The President’s FY2021 Budget

TCS PRESIDENT STEVE ELLIS STATEMENT ON THE PRESIDENT’S FY2021 BUDGET REQUEST

Actions speak louder than words.

Despite the president’s budget projections in successive years, the deficit, and resulting debt have grown. Specious spending reductions, juiced economic growth projections, and dubious estimates that extended tax cuts pay for themselves, are not a recipe for fiscal responsibility. The numbers speak for themselves. While the economy has continued growing, the deficit has grown at an even faster rate. During this administration, the deficit grew from 3.1 percent of GDP in 2016 to 3.4 percent in 2017 to 3.8 percent in 2018 and 4.6 percent in 2019. During that same period GDP has gone from $18.7 trillion to $21.4 trillion.

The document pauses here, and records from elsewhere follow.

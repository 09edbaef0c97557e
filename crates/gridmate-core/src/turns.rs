//! Per-player turn phase and cooldown bookkeeping.
//!
//! There is no global turn order: every player alternates between
//! placing a tetromino and making a chess move on their own clock.
//! All checks compare caller-supplied monotonic instants against stored
//! timestamps; nothing here blocks or reads the wall clock.

use std::time::{Duration, Instant};

use serde::{Deserialize, Serialize};

use crate::config::Difficulty;
use crate::error::GameError;

/// Which kind of move the player owes next.
#[derive(Debug, Clone, Copy, PartialEq, Eq, Serialize, Deserialize)]
pub enum TurnPhase {
    AwaitingTetromino,
    AwaitingChess,
}

/// Turn state machine for one player.
#[derive(Debug, Clone)]
pub struct TurnState {
    pub phase: TurnPhase,
    pub last_move_at: Option<Instant>,
    pub min_interval: Duration,
}

impl TurnState {
    /// New players start by placing a block.
    pub fn new(difficulty: Difficulty) -> Self {
        Self {
            phase: TurnPhase::AwaitingTetromino,
            last_move_at: None,
            min_interval: difficulty.move_interval(),
        }
    }

    pub fn set_difficulty(&mut self, difficulty: Difficulty) {
        self.min_interval = difficulty.move_interval();
    }

    /// Rejects a move of the wrong phase or one arriving before the
    /// cooldown has elapsed. Side-effect free.
    pub fn check(&self, expected: TurnPhase, now: Instant) -> Result<(), GameError> {
        if self.phase != expected {
            let owed = match self.phase {
                TurnPhase::AwaitingTetromino => "a tetromino placement",
                TurnPhase::AwaitingChess => "a chess move",
            };
            return Err(GameError::InvalidMove(format!("expected {owed} next")));
        }
        if let Some(last) = self.last_move_at {
            let ready_at = last + self.min_interval;
            if now < ready_at {
                let remaining = ready_at.duration_since(now);
                return Err(GameError::RateLimited {
                    remaining_ms: remaining.as_millis() as u64,
                });
            }
        }
        Ok(())
    }

    /// Records a consumed move and transitions to the next phase.
    pub fn record(&mut self, next: TurnPhase, now: Instant) {
        self.phase = next;
        self.last_move_at = Some(now);
    }
}
//! Identifier newtypes shared across the engine.
//!
//! Plain `u64` wrappers so a `PieceId` can never be passed where a
//! `PlayerId` is expected. `#[serde(transparent)]` keeps the wire shape
//! a bare number.

use std::fmt;

use serde::{Deserialize, Serialize};

/// A unique identifier for a player.
#[derive(Debug, Clone, Copy, PartialEq, Eq, Hash, Serialize, Deserialize)]
#[serde(transparent)]
pub struct PlayerId(pub u64);

impl fmt::Display for PlayerId {
    fn fmt(&self, f: &mut fmt::Formatter<'_>) -> fmt::Result {
        write!(f, "P-{}", self.0)
    }
}

/// A unique identifier for a game instance.
#[derive(Debug, Clone, Copy, PartialEq, Eq, Hash, Serialize, Deserialize)]
#[serde(transparent)]
pub struct GameId(pub u64);

impl fmt::Display for GameId {
    fn fmt(&self, f: &mut fmt::Formatter<'_>) -> fmt::Result {
        write!(f, "G-{}", self.0)
    }
}

/// A globally unique identifier for a chess piece.
///
/// Allocated from a per-game counter; never reused, even after capture.
#[derive(Debug, Clone, Copy, PartialEq, Eq, Hash, Serialize, Deserialize)]
#[serde(transparent)]
pub struct PieceId(pub u64);

impl fmt::Display for PieceId {
    fn fmt(&self, f: &mut fmt::Formatter<'_>) -> fmt::Result {
        write!(f, "pc-{}", self.0)
    }
}

/// A unique identifier for an island (connected component of owned cells).
#[derive(Debug, Clone, Copy, PartialEq, Eq, Hash, Serialize, Deserialize)]
#[serde(transparent)]
pub struct IslandId(pub u64);

impl fmt::Display for IslandId {
    fn fmt(&self, f: &mut fmt::Formatter<'_>) -> fmt::Result {
        write!(f, "isl-{}", self.0)
    }
}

This budget request, once again, promises to turn the tide. Yet the administration has thus far shown no dedication to its responsible budgetary outlines. Instead, over the past few years it has readily agreed to big increases in both domestic and defense spending while forcing steep revenue cuts. And while in this budget request the portion of Pentagon spending that is stuffed into the “off-budget” Overseas Contingency Operations (OCO) account is down slightly (from $72 billion last year to $69 billion this year) the administration’s plan is to plow the bulk of OCO into base spending in future years and cut non-defense discretionary spending by increasing amounts. The budget promises to reduce agriculture’s dependence on corporate welfare subsidies but while the administration directs billions of dollars in a deficit-financed attempt to paper over the farm sector damage from the trade war. Further the budget avoids any substantive engagement on ensuring taxpayers can fulfill promises made under soon-to-be underwater mandatory entitlements.

Spending increases today coupled with unrealistic promised restraint tomorrow will not achieve a government that operates within its means. It doesn’t make sense.